-- Opening Marker --
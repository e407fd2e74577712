//! SQLite implementation of [`TemplateRepository`].

use chrono::{DateTime, Utc};
use futures::stream::{BoxStream, StreamExt};
use sqlx::SqlitePool;
use uuid::Uuid;

use super::lifecycle::{self, Stamp};
use super::validate::{self, NAME_MAX, SHORT_LABEL_MAX};
use super::{begin_write, ensure_exists, parse_id, StoreError, StoreResult, TemplateRepository};
use crate::domain::{CreateTemplateRequest, Template, TemplateFilter, UpdateTemplateRequest};

const SELECT_TEMPLATE: &str = r#"
    SELECT id, name, company_id, content, category, is_active, created_at, updated_at
    FROM templates
    WHERE id = ?1
"#;

const LIST_TEMPLATES: &str = r#"
    SELECT id, name, company_id, content, category, is_active, created_at, updated_at
    FROM templates
    WHERE (?1 IS NULL OR company_id = ?1)
      AND (?2 IS NULL OR category = ?2)
      AND (?3 IS NULL OR is_active = ?3)
    ORDER BY rowid
"#;

const INSERT_TEMPLATE: &str = r#"
    INSERT INTO templates (id, name, company_id, content, category, is_active, created_at,
                           updated_at)
    VALUES (?1, ?2, ?3, ?4, ?5, ?6, ?7, ?8)
"#;

const UPDATE_TEMPLATE: &str = r#"
    UPDATE templates
    SET name = ?2, content = ?3, category = ?4, is_active = ?5, updated_at = ?6
    WHERE id = ?1
"#;

/// Database row for template
#[derive(Debug, sqlx::FromRow)]
struct TemplateRow {
    id: String,
    name: String,
    company_id: String,
    content: String,
    category: Option<String>,
    is_active: bool,
    created_at: DateTime<Utc>,
    updated_at: DateTime<Utc>,
}

impl TryFrom<TemplateRow> for Template {
    type Error = StoreError;

    fn try_from(row: TemplateRow) -> StoreResult<Self> {
        Ok(Self {
            id: parse_id("id", &row.id)?,
            name: row.name,
            company_id: parse_id("company_id", &row.company_id)?,
            content: row.content,
            category: row.category,
            is_active: row.is_active,
            created_at: row.created_at,
            updated_at: row.updated_at,
        })
    }
}

fn validate_template(template: &Template) -> StoreResult<()> {
    validate::required("name", &template.name, NAME_MAX)?;
    if template.content.is_empty() {
        return Err(StoreError::validation("content is required"));
    }
    validate::optional("category", template.category.as_deref(), SHORT_LABEL_MAX)?;
    Ok(())
}

/// SQLite implementation of the Template repository.
#[derive(Clone)]
pub struct SqliteTemplateRepository {
    db: SqlitePool,
}

impl SqliteTemplateRepository {
    pub fn new(db: SqlitePool) -> Self {
        Self { db }
    }
}

impl TemplateRepository for SqliteTemplateRepository {
    async fn create(&self, input: CreateTemplateRequest) -> StoreResult<Template> {
        let stamp = Stamp::new();
        let template = Template {
            id: stamp.id,
            name: input.name,
            company_id: input.company_id,
            content: input.content,
            category: input.category,
            is_active: true,
            created_at: stamp.at,
            updated_at: stamp.at,
        };
        validate_template(&template)?;

        let mut tx = begin_write(&self.db, "templates").await?;
        ensure_exists(&mut tx, "companies", "company", template.company_id).await?;

        sqlx::query(INSERT_TEMPLATE)
            .bind(template.id.to_string())
            .bind(&template.name)
            .bind(template.company_id.to_string())
            .bind(&template.content)
            .bind(&template.category)
            .bind(template.is_active)
            .bind(template.created_at)
            .bind(template.updated_at)
            .execute(&mut *tx)
            .await?;

        tx.commit().await?;

        tracing::debug!(
            template_id = %template.id,
            company_id = %template.company_id,
            "Template created"
        );
        Ok(template)
    }

    async fn get(&self, id: Uuid) -> StoreResult<Template> {
        let row = sqlx::query_as::<_, TemplateRow>(SELECT_TEMPLATE)
            .bind(id.to_string())
            .fetch_optional(&self.db)
            .await?
            .ok_or_else(|| StoreError::not_found("template", id))?;

        row.try_into()
    }

    async fn update(&self, id: Uuid, input: UpdateTemplateRequest) -> StoreResult<Template> {
        let mut tx = begin_write(&self.db, "templates").await?;

        let row = sqlx::query_as::<_, TemplateRow>(SELECT_TEMPLATE)
            .bind(id.to_string())
            .fetch_optional(&mut *tx)
            .await?
            .ok_or_else(|| StoreError::not_found("template", id))?;

        let mut template = Template::try_from(row)?;
        template.apply(input);
        template.updated_at = lifecycle::touch(template.updated_at);
        validate_template(&template)?;

        sqlx::query(UPDATE_TEMPLATE)
            .bind(template.id.to_string())
            .bind(&template.name)
            .bind(&template.content)
            .bind(&template.category)
            .bind(template.is_active)
            .bind(template.updated_at)
            .execute(&mut *tx)
            .await?;

        tx.commit().await?;

        tracing::debug!(
            template_id = %template.id,
            is_active = template.is_active,
            "Template updated"
        );
        Ok(template)
    }

    async fn deactivate(&self, id: Uuid) -> StoreResult<Template> {
        self.update(
            id,
            UpdateTemplateRequest {
                is_active: Some(false),
                ..Default::default()
            },
        )
        .await
    }

    fn list(&self, filter: TemplateFilter) -> BoxStream<'_, StoreResult<Template>> {
        sqlx::query_as::<_, TemplateRow>(LIST_TEMPLATES)
            .bind(filter.company_id.map(|id| id.to_string()))
            .bind(filter.category)
            .bind(filter.is_active)
            .fetch(&self.db)
            .map(|row| row.map_err(StoreError::from).and_then(Template::try_from))
            .boxed()
    }
}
-- Closing Marker --
» WORK TASK
Reproduce all the data precisely, word for word.

» YOUR SOLUTION
repository e407fd2e74577712
//! SQLite implementation of [`TemplateRepository`].

use chrono::{DateTime, Utc};
use futures::stream::{BoxStream, StreamExt};
use sqlx::SqlitePool;
use uuid::Uuid;

use super::lifecycle::{self, Stamp};
use super::validate::{self, NAME_MAX, SHORT_LABEL_MAX};
use super::{begin_write, ensure_exists, parse_id, StoreError, StoreResult, TemplateRepository};
use crate::domain::{CreateTemplateRequest, Template, TemplateFilter, UpdateTemplateRequest};

const SELECT_TEMPLATE: &str = r#"
    SELECT id, name, company_id, content, category, is_active, created_at, updated_at
    FROM templates
    WHERE id = ?1
"#;

const LIST_TEMPLATES: &str = r#"
    SELECT id, name, company_id, content, category, is_active, created_at, updated_at
    FROM templates
    WHERE (?1 IS NULL OR company_id = ?1)
      AND (?2 IS NULL OR category = ?2)
      AND (?3 IS NULL OR is_active = ?3)
    ORDER BY rowid
"#;

const INSERT_TEMPLATE: &str = r#"
    INSERT INTO templates (id, name, company_id, content, category, is_active, created_at,
                           updated_at)
    VALUES (?1, ?2, ?3, ?4, ?5, ?6, ?7, ?8)
"#;

const UPDATE_TEMPLATE: &str = r#"
    UPDATE templates
    SET name = ?2, content = ?3, category = ?4, is_active = ?5, updated_at = ?6
    WHERE id = ?1
"#;

/// Database row for template
#[derive(Debug, sqlx::FromRow)]
struct TemplateRow {
    id: String,
    name: String,
    company_id: String,
    content: String,
    category: Option<String>,
    is_active: bool,
    created_at: DateTime<Utc>,
    updated_at: DateTime<Utc>,
}

impl TryFrom<TemplateRow> for Template {
    type Error = StoreError;

    fn try_from(row: TemplateRow) -> StoreResult<Self> {
        Ok(Self {
            id: parse_id("id", &row.id)?,
            name: row.name,
            company_id: parse_id("company_id", &row.company_id)?,
            content: row.content,
            category: row.category,
            is_active: row.is_active,
            created_at: row.created_at,
            updated_at: row.updated_at,
        })
    }
}

fn validate_template(template: &Template) -> StoreResult<()> {
    validate::required("name", &template.name, NAME_MAX)?;
    if template.content.is_empty() {
        return Err(StoreError::validation("content is required"));
    }
    validate::optional("category", template.category.as_deref(), SHORT_LABEL_MAX)?;
    Ok(())
}

/// SQLite implementation of the Template repository.
#[derive(Clone)]
pub struct SqliteTemplateRepository {
    db: SqlitePool,
}

impl SqliteTemplateRepository {
    pub fn new(db: SqlitePool) -> Self {
        Self { db }
    }
}

impl TemplateRepository for SqliteTemplateRepository {
    async fn create(&self, input: CreateTemplateRequest) -> StoreResult<Template> {
        let stamp = Stamp::new();
        let template = Template {
            id: stamp.id,
            name: input.name,
            company_id: input.company_id,
            content: input.content,
            category: input.category,
            is_active: true,
            created_at: stamp.at,
            updated_at: stamp.at,
        };
        validate_template(&template)?;

        let mut tx = begin_write(&self.db, "templates").await?;
        ensure_exists(&mut tx, "companies", "company", template.company_id).await?;

        sqlx::query(INSERT_TEMPLATE)
            .bind(template.id.to_string())
            .bind(&template.name)
            .bind(template.company_id.to_string())
            .bind(&template.content)
            .bind(&template.category)
            .bind(template.is_active)
            .bind(template.created_at)
            .bind(template.updated_at)
            .execute(&mut *tx)
            .await?;

        tx.commit().await?;

        tracing::debug!(
            template_id = %template.id,
            company_id = %template.company_id,
            "Template created"
        );
        Ok(template)
    }

    async fn get(&self, id: Uuid) -> StoreResult<Template> {
        let row = sqlx::query_as::<_, TemplateRow>(SELECT_TEMPLATE)
            .bind(id.to_string())
            .fetch_optional(&self.db)
            .await?
            .ok_or_else(|| StoreError::not_found("template", id))?;

        row.try_into()
    }

    async fn update(&self, id: Uuid, input: UpdateTemplateRequest) -> StoreResult<Template> {
        let mut tx = begin_write(&self.db, "templates").await?;

        let row = sqlx::query_as::<_, TemplateRow>(SELECT_TEMPLATE)
            .bind(id.to_string())
            .fetch_optional(&mut *tx)
            .await?
            .ok_or_else(|| StoreError::not_found("template", id))?;

        let mut template = Template::try_from(row)?;
        template.apply(input);
        template.updated_at = lifecycle::touch(template.updated_at);
        validate_template(&template)?;

        sqlx::query(UPDATE_TEMPLATE)
            .bind(template.id.to_string())
            .bind(&template.name)
            .bind(&template.content)
            .bind(&template.category)
            .bind(template.is_active)
            .bind(template.updated_at)
            .execute(&mut *tx)
            .await?;

        tx.commit().await?;

        tracing::debug!(
            template_id = %template.id,
            is_active = template.is_active,
            "Template updated"
        );
        Ok(template)
    }

    async fn deactivate(&self, id: Uuid) -> StoreResult<Template> {
        self.update(
            id,
            UpdateTemplateRequest {
                is_active: Some(false),
                ..Default::default()
            },
        )
        .await
    }

    fn list(&self, filter: TemplateFilter) -> BoxStream<'_, StoreResult<Template>> {
        sqlx::query_as::<_, TemplateRow>(LIST_TEMPLATES)
            .bind(filter.company_id.map(|id| id.to_string()))
            .bind(filter.category)
            .bind(filter.is_active)
            .fetch(&self.db)
            .map(|row| row.map_err(StoreError::from).and_then(Template::try_from))
            .boxed()
    }
}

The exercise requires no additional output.